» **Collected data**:

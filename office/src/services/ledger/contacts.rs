//! Contacts.

use super::{BulkOutcome, LedgerError, LedgerService};
use crate::metrics;
use crate::types::ContactId;
use backline_core::record_store::{
    Filter, Order, Query, RecordStoreError, from_record, from_records, to_record,
};
use chrono::{DateTime, Utc};
use serde::{Deserialize, Serialize};

/// Record store table holding contacts.
pub const CONTACTS: &str = "contacts";

/// Columns embedded into payments and invoices.
pub const SUMMARY_COLUMNS: [&str; 3] = ["first_name", "last_name", "email"];

/// A person the band invoices or takes payments from.
#[derive(Clone, Debug, PartialEq, Eq, Serialize, Deserialize)]
pub struct Contact {
    /// Contact id
    pub id: ContactId,
    /// First name
    #[serde(default)]
    pub first_name: String,
    /// Last name
    #[serde(default)]
    pub last_name: String,
    /// Email; the de-duplication key on import
    #[serde(default)]
    pub email: String,
    /// Phone
    #[serde(default)]
    pub phone: String,
    /// Street
    #[serde(default)]
    pub address_street: String,
    /// City
    #[serde(default)]
    pub address_city: String,
    /// State
    #[serde(default)]
    pub address_state: String,
    /// ZIP
    #[serde(default)]
    pub address_zip: String,
    /// Free-form labels
    #[serde(default)]
    pub labels: Vec<String>,
    /// Created timestamp
    pub created_at: DateTime<Utc>,
}

impl Contact {
    /// `First Last`, trimmed.
    #[must_use]
    pub fn full_name(&self) -> String {
        format!("{} {}", self.first_name, self.last_name).trim().to_string()
    }

    /// Case-insensitive substring match on first name, last name or email.
    #[must_use]
    pub fn matches(&self, term: &str) -> bool {
        let term = term.to_lowercase();
        [&self.first_name, &self.last_name, &self.email]
            .iter()
            .any(|field| field.to_lowercase().contains(&term))
    }
}

/// The embedded `contacts` object on payment and invoice rows.
#[derive(Clone, Debug, Default, PartialEq, Eq, Serialize, Deserialize)]
pub struct ContactSummary {
    /// First name
    #[serde(default)]
    pub first_name: String,
    /// Last name
    #[serde(default)]
    pub last_name: String,
    /// Email
    #[serde(default)]
    pub email: String,
}

impl ContactSummary {
    /// `First Last`, trimmed.
    #[must_use]
    pub fn full_name(&self) -> String {
        format!("{} {}", self.first_name, self.last_name).trim().to_string()
    }
}

/// Every editable contact field; updates replace the whole record.
#[derive(Clone, Debug, Default, PartialEq, Eq, Serialize, Deserialize)]
#[serde(default)]
pub struct ContactDraft {
    /// First name
    pub first_name: String,
    /// Last name
    pub last_name: String,
    /// Email
    pub email: String,
    /// Phone
    pub phone: String,
    /// Street
    pub address_street: String,
    /// City
    pub address_city: String,
    /// State
    pub address_state: String,
    /// ZIP
    pub address_zip: String,
    /// Labels; trimmed, empties dropped on save
    pub labels: Vec<String>,
}

impl ContactDraft {
    fn normalized(mut self) -> Self {
        self.labels = self
            .labels
            .iter()
            .map(|label| label.trim())
            .filter(|label| !label.is_empty())
            .map(str::to_string)
            .collect();
        self
    }
}

/// Split a comma-separated label list, trimming and dropping empties.
#[must_use]
pub fn parse_labels(raw: &str) -> Vec<String> {
    raw.split(',')
        .map(str::trim)
        .filter(|label| !label.is_empty())
        .map(str::to_string)
        .collect()
}

impl LedgerService {
    /// All contacts, newest first.
    ///
    /// # Errors
    ///
    /// Store failures.
    #[tracing::instrument(skip(self))]
    pub async fn list_contacts(&self) -> Result<Vec<Contact>, LedgerError> {
        let rows = self
            .store
            .select(Query::table(CONTACTS).order_by(Order::desc("created_at")))
            .await?;
        Ok(from_records(rows)?)
    }

    /// Contacts whose first name, last name or email contain `term`
    /// (case-insensitive). An empty term returns everyone.
    ///
    /// # Errors
    ///
    /// Store failures.
    pub async fn search_contacts(&self, term: &str) -> Result<Vec<Contact>, LedgerError> {
        let term = term.trim();
        let contacts = self.list_contacts().await?;
        Ok(contacts.into_iter().filter(|c| c.matches(term)).collect())
    }

    /// One contact.
    ///
    /// # Errors
    ///
    /// [`LedgerError::NotFound`] for an unknown id.
    pub async fn get_contact(&self, id: ContactId) -> Result<Contact, LedgerError> {
        let row = self
            .store
            .select(Query::table(CONTACTS).filter(Filter::eq("id", id)).limit(1))
            .await?
            .into_iter()
            .next()
            .ok_or_else(|| LedgerError::not_found("Contact", id))?;
        Ok(from_record(row)?)
    }

    /// Exact (case-sensitive) email lookup.
    ///
    /// # Errors
    ///
    /// Store failures.
    pub async fn find_contact_by_email(&self, email: &str) -> Result<Option<Contact>, LedgerError> {
        let row = self
            .store
            .select(Query::table(CONTACTS).filter(Filter::eq("email", email)).limit(1))
            .await?
            .into_iter()
            .next();
        Ok(row.map(from_record).transpose()?)
    }

    /// Insert a contact.
    ///
    /// # Errors
    ///
    /// Store failures.
    #[tracing::instrument(skip(self, draft))]
    pub async fn create_contact(&self, draft: ContactDraft) -> Result<Contact, LedgerError> {
        let row = self
            .store
            .insert(CONTACTS, to_record(&draft.normalized())?)
            .await?;
        let contact: Contact = from_record(row)?;
        tracing::info!(contact_id = %contact.id, "Contact created");
        Ok(contact)
    }

    /// Replace every editable field of a contact.
    ///
    /// # Errors
    ///
    /// [`LedgerError::NotFound`] for an unknown id.
    #[tracing::instrument(skip(self, draft))]
    pub async fn update_contact(&self, id: ContactId, draft: ContactDraft) -> Result<Contact, LedgerError> {
        let row = self
            .store
            .update(CONTACTS, to_record(&draft.normalized())?, vec![Filter::eq("id", id)])
            .await?
            .into_iter()
            .next()
            .ok_or_else(|| LedgerError::not_found("Contact", id))?;
        tracing::info!(contact_id = %id, "Contact updated");
        Ok(from_record(row)?)
    }

    /// Delete a contact that no invoice or payment references.
    ///
    /// # Errors
    ///
    /// - [`LedgerError::HasDependents`] when invoices or payments reference it
    /// - [`LedgerError::NotFound`] for an unknown id
    #[tracing::instrument(skip(self))]
    pub async fn delete_contact(&self, id: ContactId) -> Result<(), LedgerError> {
        match self.store.delete(CONTACTS, vec![Filter::eq("id", id)]).await {
            Ok(rows) if rows.is_empty() => Err(LedgerError::not_found("Contact", id)),
            Ok(_) => {
                tracing::info!(contact_id = %id, "Contact deleted");
                Ok(())
            },
            Err(RecordStoreError::ForeignKeyViolation { constraint, .. }) => {
                tracing::warn!(contact_id = %id, %constraint, "Contact still referenced");
                Err(LedgerError::HasDependents)
            },
            Err(error) => Err(error.into()),
        }
    }

    /// Delete contacts one at a time, in order, counting failures.
    pub async fn bulk_delete_contacts(&self, ids: &[ContactId]) -> BulkOutcome {
        let mut outcome = BulkOutcome::default();
        for id in ids {
            match self.delete_contact(*id).await {
                Ok(()) => {
                    outcome.succeeded += 1;
                    metrics::record_bulk_delete(CONTACTS, "deleted");
                },
                Err(error) => {
                    outcome.failed += 1;
                    metrics::record_bulk_delete(CONTACTS, "failed");
                    tracing::warn!(contact_id = %id, %error, "Bulk delete skipped contact");
                },
            }
        }
        tracing::info!(succeeded = outcome.succeeded, failed = outcome.failed, "Bulk contact delete finished");
        outcome
    }
}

» **EXERCISE**: What do the records say? Quote them all exactly.

» **RESULT OF THIS TASK**:
filename office/src/services/ledger/contacts.rs
//! Contacts.

use super::{BulkOutcome, LedgerError, LedgerService};
use crate::metrics;
use crate::types::ContactId;
use backline_core::record_store::{
    Filter, Order, Query, RecordStoreError, from_record, from_records, to_record,
};
use chrono::{DateTime, Utc};
use serde::{Deserialize, Serialize};

/// Record store table holding contacts.
pub const CONTACTS: &str = "contacts";

/// Columns embedded into payments and invoices.
pub const SUMMARY_COLUMNS: [&str; 3] = ["first_name", "last_name", "email"];

/// A person the band invoices or takes payments from.
#[derive(Clone, Debug, PartialEq, Eq, Serialize, Deserialize)]
pub struct Contact {
    /// Contact id
    pub id: ContactId,
    /// First name
    #[serde(default)]
    pub first_name: String,
    /// Last name
    #[serde(default)]
    pub last_name: String,
    /// Email; the de-duplication key on import
    #[serde(default)]
    pub email: String,
    /// Phone
    #[serde(default)]
    pub phone: String,
    /// Street
    #[serde(default)]
    pub address_street: String,
    /// City
    #[serde(default)]
    pub address_city: String,
    /// State
    #[serde(default)]
    pub address_state: String,
    /// ZIP
    #[serde(default)]
    pub address_zip: String,
    /// Free-form labels
    #[serde(default)]
    pub labels: Vec<String>,
    /// Created timestamp
    pub created_at: DateTime<Utc>,
}

impl Contact {
    /// `First Last`, trimmed.
    #[must_use]
    pub fn full_name(&self) -> String {
        format!("{} {}", self.first_name, self.last_name).trim().to_string()
    }

    /// Case-insensitive substring match on first name, last name or email.
    #[must_use]
    pub fn matches(&self, term: &str) -> bool {
        let term = term.to_lowercase();
        [&self.first_name, &self.last_name, &self.email]
            .iter()
            .any(|field| field.to_lowercase().contains(&term))
    }
}

/// The embedded `contacts` object on payment and invoice rows.
#[derive(Clone, Debug, Default, PartialEq, Eq, Serialize, Deserialize)]
pub struct ContactSummary {
    /// First name
    #[serde(default)]
    pub first_name: String,
    /// Last name
    #[serde(default)]
    pub last_name: String,
    /// Email
    #[serde(default)]
    pub email: String,
}

impl ContactSummary {
    /// `First Last`, trimmed.
    #[must_use]
    pub fn full_name(&self) -> String {
        format!("{} {}", self.first_name, self.last_name).trim().to_string()
    }
}

/// Every editable contact field; updates replace the whole record.
#[derive(Clone, Debug, Default, PartialEq, Eq, Serialize, Deserialize)]
#[serde(default)]
pub struct ContactDraft {
    /// First name
    pub first_name: String,
    /// Last name
    pub last_name: String,
    /// Email
    pub email: String,
    /// Phone
    pub phone: String,
    /// Street
    pub address_street: String,
    /// City
    pub address_city: String,
    /// State
    pub address_state: String,
    /// ZIP
    pub address_zip: String,
    /// Labels; trimmed, empties dropped on save
    pub labels: Vec<String>,
}

impl ContactDraft {
    fn normalized(mut self) -> Self {
        self.labels = self
            .labels
            .iter()
            .map(|label| label.trim())
            .filter(|label| !label.is_empty())
            .map(str::to_string)
            .collect();
        self
    }
}

/// Split a comma-separated label list, trimming and dropping empties.
#[must_use]
pub fn parse_labels(raw: &str) -> Vec<String> {
    raw.split(',')
        .map(str::trim)
        .filter(|label| !label.is_empty())
        .map(str::to_string)
        .collect()
}

impl LedgerService {
    /// All contacts, newest first.
    ///
    /// # Errors
    ///
    /// Store failures.
    #[tracing::instrument(skip(self))]
    pub async fn list_contacts(&self) -> Result<Vec<Contact>, LedgerError> {
        let rows = self
            .store
            .select(Query::table(CONTACTS).order_by(Order::desc("created_at")))
            .await?;
        Ok(from_records(rows)?)
    }

    /// Contacts whose first name, last name or email contain `term`
    /// (case-insensitive). An empty term returns everyone.
    ///
    /// # Errors
    ///
    /// Store failures.
    pub async fn search_contacts(&self, term: &str) -> Result<Vec<Contact>, LedgerError> {
        let term = term.trim();
        let contacts = self.list_contacts().await?;
        Ok(contacts.into_iter().filter(|c| c.matches(term)).collect())
    }

    /// One contact.
    ///
    /// # Errors
    ///
    /// [`LedgerError::NotFound`] for an unknown id.
    pub async fn get_contact(&self, id: ContactId) -> Result<Contact, LedgerError> {
        let row = self
            .store
            .select(Query::table(CONTACTS).filter(Filter::eq("id", id)).limit(1))
            .await?
            .into_iter()
            .next()
            .ok_or_else(|| LedgerError::not_found("Contact", id))?;
        Ok(from_record(row)?)
    }

    /// Exact (case-sensitive) email lookup.
    ///
    /// # Errors
    ///
    /// Store failures.
    pub async fn find_contact_by_email(&self, email: &str) -> Result<Option<Contact>, LedgerError> {
        let row = self
            .store
            .select(Query::table(CONTACTS).filter(Filter::eq("email", email)).limit(1))
            .await?
            .into_iter()
            .next();
        Ok(row.map(from_record).transpose()?)
    }

    /// Insert a contact.
    ///
    /// # Errors
    ///
    /// Store failures.
    #[tracing::instrument(skip(self, draft))]
    pub async fn create_contact(&self, draft: ContactDraft) -> Result<Contact, LedgerError> {
        let row = self
            .store
            .insert(CONTACTS, to_record(&draft.normalized())?)
            .await?;
        let contact: Contact = from_record(row)?;
        tracing::info!(contact_id = %contact.id, "Contact created");
        Ok(contact)
    }

    /// Replace every editable field of a contact.
    ///
    /// # Errors
    ///
    /// [`LedgerError::NotFound`] for an unknown id.
    #[tracing::instrument(skip(self, draft))]
    pub async fn update_contact(&self, id: ContactId, draft: ContactDraft) -> Result<Contact, LedgerError> {
        let row = self
            .store
            .update(CONTACTS, to_record(&draft.normalized())?, vec![Filter::eq("id", id)])
            .await?
            .into_iter()
            .next()
            .ok_or_else(|| LedgerError::not_found("Contact", id))?;
        tracing::info!(contact_id = %id, "Contact updated");
        Ok(from_record(row)?)
    }

    /// Delete a contact that no invoice or payment references.
    ///
    /// # Errors
    ///
    /// - [`LedgerError::HasDependents`] when invoices or payments reference it
    /// - [`LedgerError::NotFound`] for an unknown id
    #[tracing::instrument(skip(self))]
    pub async fn delete_contact(&self, id: ContactId) -> Result<(), LedgerError> {
        match self.store.delete(CONTACTS, vec![Filter::eq("id", id)]).await {
            Ok(rows) if rows.is_empty() => Err(LedgerError::not_found("Contact", id)),
            Ok(_) => {
                tracing::info!(contact_id = %id, "Contact deleted");
                Ok(())
            },
            Err(RecordStoreError::ForeignKeyViolation { constraint, .. }) => {
                tracing::warn!(contact_id = %id, %constraint, "Contact still referenced");
                Err(LedgerError::HasDependents)
            },
            Err(error) => Err(error.into()),
        }
    }

    /// Delete contacts one at a time, in order, counting failures.
    pub async fn bulk_delete_contacts(&self, ids: &[ContactId]) -> BulkOutcome {
        let mut outcome = BulkOutcome::default();
        for id in ids {
            match self.delete_contact(*id).await {
                Ok(()) => {
                    outcome.succeeded += 1;
                    metrics::record_bulk_delete(CONTACTS, "deleted");
                },
                Err(error) => {
                    outcome.failed += 1;
                    metrics::record_bulk_delete(CONTACTS, "failed");
                    tracing::warn!(contact_id = %id, %error, "Bulk delete skipped contact");
                },
            }
        }
        tracing::info!(succeeded = outcome.succeeded, failed = outcome.failed, "Bulk contact delete finished");
        outcome
    }
}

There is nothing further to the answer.